Assigned task.
Where a line below holds the string "IntoIterator", copy that line.

Data to process.
▽
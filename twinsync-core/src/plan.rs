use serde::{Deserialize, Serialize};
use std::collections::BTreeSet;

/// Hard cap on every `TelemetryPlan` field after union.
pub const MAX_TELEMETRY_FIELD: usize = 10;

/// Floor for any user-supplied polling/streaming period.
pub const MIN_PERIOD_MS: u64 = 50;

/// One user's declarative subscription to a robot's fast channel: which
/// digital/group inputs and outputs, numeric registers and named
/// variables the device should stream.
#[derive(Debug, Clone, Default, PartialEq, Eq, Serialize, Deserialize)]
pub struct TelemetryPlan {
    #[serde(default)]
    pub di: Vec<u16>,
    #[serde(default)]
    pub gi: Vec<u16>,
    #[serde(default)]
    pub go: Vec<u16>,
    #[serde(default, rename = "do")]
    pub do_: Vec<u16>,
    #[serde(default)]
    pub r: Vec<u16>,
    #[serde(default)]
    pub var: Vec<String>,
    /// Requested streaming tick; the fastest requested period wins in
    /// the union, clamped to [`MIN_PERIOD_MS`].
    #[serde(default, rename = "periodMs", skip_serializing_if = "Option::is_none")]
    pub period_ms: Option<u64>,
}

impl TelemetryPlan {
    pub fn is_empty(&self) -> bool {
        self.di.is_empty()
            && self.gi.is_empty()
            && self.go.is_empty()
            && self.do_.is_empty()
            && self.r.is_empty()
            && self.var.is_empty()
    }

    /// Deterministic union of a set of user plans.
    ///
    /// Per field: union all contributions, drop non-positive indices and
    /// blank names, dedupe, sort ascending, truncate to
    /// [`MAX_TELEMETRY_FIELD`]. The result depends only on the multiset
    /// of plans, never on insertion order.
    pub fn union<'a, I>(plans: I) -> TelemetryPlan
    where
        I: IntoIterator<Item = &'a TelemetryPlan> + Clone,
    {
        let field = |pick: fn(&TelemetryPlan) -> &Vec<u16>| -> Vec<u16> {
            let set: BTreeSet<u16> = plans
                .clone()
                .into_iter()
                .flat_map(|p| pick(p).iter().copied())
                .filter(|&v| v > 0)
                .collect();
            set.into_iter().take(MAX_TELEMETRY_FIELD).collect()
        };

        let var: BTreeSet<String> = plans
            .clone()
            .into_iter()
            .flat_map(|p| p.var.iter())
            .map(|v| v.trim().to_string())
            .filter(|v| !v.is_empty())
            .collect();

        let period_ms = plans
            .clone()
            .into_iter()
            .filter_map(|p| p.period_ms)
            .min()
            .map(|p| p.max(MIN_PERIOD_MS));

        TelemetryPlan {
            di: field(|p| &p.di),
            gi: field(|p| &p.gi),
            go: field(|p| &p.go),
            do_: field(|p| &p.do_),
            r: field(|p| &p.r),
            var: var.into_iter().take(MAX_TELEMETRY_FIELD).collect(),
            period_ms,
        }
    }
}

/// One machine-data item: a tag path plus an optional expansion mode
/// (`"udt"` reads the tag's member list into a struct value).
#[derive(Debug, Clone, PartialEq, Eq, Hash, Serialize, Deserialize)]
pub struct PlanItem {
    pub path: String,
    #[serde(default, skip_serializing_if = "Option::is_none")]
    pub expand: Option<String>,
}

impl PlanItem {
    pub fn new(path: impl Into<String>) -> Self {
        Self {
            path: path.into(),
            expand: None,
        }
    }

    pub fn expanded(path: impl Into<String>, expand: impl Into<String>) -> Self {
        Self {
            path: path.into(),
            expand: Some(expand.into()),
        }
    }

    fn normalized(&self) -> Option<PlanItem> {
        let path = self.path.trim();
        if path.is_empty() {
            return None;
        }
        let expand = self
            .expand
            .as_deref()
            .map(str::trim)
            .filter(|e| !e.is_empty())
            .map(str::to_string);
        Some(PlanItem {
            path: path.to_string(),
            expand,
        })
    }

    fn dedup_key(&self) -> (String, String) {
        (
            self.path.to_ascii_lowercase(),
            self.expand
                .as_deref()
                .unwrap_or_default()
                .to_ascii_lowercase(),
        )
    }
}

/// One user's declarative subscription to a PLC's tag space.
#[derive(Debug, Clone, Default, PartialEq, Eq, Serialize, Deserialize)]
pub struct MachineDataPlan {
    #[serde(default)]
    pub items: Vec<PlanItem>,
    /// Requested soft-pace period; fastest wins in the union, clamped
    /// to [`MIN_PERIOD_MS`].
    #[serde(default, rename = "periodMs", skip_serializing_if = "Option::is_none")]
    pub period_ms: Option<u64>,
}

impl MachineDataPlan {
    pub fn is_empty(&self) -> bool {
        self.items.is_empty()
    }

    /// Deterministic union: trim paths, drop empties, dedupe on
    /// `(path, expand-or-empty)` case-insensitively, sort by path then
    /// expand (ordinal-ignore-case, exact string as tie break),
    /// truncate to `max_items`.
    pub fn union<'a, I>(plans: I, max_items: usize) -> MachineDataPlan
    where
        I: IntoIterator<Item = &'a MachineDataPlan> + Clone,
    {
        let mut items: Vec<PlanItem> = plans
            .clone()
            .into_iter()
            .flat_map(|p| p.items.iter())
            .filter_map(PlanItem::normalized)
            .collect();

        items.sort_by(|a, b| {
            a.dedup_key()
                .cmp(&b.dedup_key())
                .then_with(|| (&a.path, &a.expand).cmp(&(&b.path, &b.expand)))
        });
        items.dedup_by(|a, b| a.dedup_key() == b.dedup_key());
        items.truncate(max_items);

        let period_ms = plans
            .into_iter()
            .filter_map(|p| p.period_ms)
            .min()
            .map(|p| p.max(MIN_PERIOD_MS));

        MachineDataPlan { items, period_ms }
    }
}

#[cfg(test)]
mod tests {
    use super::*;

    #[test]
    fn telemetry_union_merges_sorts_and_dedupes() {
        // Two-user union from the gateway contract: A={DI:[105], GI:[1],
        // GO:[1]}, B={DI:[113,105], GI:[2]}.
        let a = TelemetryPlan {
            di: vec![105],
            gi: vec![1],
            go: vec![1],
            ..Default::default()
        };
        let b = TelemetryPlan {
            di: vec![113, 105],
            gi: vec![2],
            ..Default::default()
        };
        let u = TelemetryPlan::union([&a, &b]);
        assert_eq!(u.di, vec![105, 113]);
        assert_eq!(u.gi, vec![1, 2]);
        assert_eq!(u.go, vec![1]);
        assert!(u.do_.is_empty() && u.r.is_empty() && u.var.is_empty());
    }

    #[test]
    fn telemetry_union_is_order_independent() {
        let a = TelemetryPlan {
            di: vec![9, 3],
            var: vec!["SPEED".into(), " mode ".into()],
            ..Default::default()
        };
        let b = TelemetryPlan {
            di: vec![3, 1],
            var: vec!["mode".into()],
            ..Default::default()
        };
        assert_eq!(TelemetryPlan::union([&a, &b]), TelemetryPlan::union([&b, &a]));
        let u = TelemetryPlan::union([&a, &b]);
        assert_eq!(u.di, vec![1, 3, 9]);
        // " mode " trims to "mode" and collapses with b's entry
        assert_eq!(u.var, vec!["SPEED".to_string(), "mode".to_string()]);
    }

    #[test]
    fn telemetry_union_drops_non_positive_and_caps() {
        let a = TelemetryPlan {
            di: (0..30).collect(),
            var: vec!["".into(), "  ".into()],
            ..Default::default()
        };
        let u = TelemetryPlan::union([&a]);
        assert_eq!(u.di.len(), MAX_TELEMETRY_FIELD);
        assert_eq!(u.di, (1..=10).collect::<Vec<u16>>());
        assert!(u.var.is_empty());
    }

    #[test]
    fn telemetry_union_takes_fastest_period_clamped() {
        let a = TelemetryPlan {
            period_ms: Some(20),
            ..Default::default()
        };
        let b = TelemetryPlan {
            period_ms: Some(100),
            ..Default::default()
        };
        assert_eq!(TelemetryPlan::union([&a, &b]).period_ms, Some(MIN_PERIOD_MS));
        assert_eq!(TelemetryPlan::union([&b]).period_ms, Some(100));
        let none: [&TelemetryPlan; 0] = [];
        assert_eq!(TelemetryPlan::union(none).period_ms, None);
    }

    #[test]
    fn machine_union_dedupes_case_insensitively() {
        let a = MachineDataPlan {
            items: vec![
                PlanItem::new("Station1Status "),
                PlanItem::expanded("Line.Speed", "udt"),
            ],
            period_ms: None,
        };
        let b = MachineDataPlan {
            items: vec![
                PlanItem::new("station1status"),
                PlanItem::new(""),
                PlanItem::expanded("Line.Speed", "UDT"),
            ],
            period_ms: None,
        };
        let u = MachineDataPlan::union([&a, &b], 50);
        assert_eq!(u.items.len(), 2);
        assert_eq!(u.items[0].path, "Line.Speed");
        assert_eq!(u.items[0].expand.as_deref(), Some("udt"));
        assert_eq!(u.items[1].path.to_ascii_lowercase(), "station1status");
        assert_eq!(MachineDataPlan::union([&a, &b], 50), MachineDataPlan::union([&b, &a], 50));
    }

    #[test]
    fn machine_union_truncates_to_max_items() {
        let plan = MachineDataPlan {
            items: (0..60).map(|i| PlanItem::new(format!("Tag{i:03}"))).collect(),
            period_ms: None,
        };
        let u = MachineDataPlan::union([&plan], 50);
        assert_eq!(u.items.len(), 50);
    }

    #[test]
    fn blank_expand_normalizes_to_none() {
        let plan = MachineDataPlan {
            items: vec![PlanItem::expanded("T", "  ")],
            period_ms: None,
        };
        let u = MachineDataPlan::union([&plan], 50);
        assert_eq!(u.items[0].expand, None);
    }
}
△
Problem solution.
        I: IntoIterator<Item = &'a TelemetryPlan> + Clone,
        I: IntoIterator<Item = &'a MachineDataPlan> + Clone,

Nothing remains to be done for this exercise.